- _EXERCISE INSTRUCTIONS_
Only the lines holding "DeserializeOwned" are wanted. Copy every one from the records below.

(Beginning of MATERIAL SUPPLIED)

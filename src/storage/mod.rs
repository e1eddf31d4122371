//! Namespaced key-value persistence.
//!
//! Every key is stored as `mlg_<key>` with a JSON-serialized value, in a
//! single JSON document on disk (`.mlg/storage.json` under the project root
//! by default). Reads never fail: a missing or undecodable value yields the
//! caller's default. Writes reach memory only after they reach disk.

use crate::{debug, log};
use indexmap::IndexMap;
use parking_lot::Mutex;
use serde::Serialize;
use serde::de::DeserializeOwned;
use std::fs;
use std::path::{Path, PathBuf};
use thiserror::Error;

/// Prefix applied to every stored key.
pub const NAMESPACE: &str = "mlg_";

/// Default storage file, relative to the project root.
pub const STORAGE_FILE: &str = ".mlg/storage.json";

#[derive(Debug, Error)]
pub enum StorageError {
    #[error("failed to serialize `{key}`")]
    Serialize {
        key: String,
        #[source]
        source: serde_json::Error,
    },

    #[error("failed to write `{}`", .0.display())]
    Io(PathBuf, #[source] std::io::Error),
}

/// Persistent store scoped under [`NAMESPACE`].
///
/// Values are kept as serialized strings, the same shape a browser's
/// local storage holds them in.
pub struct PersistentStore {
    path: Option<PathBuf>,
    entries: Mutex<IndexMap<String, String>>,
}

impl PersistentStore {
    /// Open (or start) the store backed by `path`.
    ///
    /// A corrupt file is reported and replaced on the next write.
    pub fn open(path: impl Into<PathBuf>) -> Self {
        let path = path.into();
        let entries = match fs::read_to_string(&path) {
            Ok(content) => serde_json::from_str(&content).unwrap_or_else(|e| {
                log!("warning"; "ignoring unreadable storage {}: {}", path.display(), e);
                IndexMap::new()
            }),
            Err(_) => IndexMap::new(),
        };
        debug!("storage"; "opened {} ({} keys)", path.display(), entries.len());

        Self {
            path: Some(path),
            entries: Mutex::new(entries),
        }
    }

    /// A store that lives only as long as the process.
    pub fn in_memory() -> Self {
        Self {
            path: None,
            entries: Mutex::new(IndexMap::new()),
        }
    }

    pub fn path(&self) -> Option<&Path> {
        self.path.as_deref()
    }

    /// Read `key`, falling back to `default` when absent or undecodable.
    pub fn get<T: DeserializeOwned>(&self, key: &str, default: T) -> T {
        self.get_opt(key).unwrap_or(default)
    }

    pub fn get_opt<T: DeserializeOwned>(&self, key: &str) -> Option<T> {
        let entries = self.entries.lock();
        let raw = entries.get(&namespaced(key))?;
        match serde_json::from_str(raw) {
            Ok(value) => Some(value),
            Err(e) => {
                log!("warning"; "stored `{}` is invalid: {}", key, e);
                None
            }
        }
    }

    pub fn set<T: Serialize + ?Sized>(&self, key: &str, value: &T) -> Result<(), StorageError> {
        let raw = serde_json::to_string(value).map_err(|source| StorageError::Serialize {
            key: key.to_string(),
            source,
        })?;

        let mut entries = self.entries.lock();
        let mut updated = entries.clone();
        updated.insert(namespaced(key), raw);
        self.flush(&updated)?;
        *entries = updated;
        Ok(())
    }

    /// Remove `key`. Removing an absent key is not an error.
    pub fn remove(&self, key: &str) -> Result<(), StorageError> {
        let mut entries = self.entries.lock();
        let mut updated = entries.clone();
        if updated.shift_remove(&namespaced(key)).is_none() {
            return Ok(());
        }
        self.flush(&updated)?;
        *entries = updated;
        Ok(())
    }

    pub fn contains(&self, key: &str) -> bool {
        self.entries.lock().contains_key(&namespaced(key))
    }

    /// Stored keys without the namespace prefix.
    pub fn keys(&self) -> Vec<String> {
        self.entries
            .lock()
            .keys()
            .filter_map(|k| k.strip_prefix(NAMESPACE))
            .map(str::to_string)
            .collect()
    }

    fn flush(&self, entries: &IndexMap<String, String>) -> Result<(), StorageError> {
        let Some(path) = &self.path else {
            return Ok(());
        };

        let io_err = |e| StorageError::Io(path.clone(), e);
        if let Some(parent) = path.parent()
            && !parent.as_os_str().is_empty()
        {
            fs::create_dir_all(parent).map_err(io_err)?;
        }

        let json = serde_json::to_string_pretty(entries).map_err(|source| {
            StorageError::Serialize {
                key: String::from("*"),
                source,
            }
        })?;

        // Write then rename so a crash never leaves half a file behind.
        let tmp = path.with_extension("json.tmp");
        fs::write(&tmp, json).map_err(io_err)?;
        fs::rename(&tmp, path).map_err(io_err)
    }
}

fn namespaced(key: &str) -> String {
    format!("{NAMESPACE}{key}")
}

(End of MATERIAL SUPPLIED)
(Beginning of MATERIAL SUPPLIED)

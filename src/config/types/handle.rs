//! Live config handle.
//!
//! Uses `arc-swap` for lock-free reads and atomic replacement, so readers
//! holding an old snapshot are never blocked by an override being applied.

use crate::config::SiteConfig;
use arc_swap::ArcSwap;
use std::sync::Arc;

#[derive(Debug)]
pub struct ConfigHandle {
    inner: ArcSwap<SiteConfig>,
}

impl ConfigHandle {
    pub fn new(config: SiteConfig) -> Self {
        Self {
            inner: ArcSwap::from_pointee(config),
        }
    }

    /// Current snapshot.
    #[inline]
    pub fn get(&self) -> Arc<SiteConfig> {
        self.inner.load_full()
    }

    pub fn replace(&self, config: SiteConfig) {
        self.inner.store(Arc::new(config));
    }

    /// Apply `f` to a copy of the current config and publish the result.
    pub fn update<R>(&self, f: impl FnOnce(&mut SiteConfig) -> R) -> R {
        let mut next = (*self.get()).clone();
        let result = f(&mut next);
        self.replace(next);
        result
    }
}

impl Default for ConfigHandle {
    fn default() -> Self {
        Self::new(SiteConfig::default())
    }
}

(End of MATERIAL SUPPLIED)

- _WRITTEN ANSWER_
use serde::de::DeserializeOwned;
    pub fn get<T: DeserializeOwned>(&self, key: &str, default: T) -> T {
    pub fn get_opt<T: DeserializeOwned>(&self, key: &str) -> Option<T> {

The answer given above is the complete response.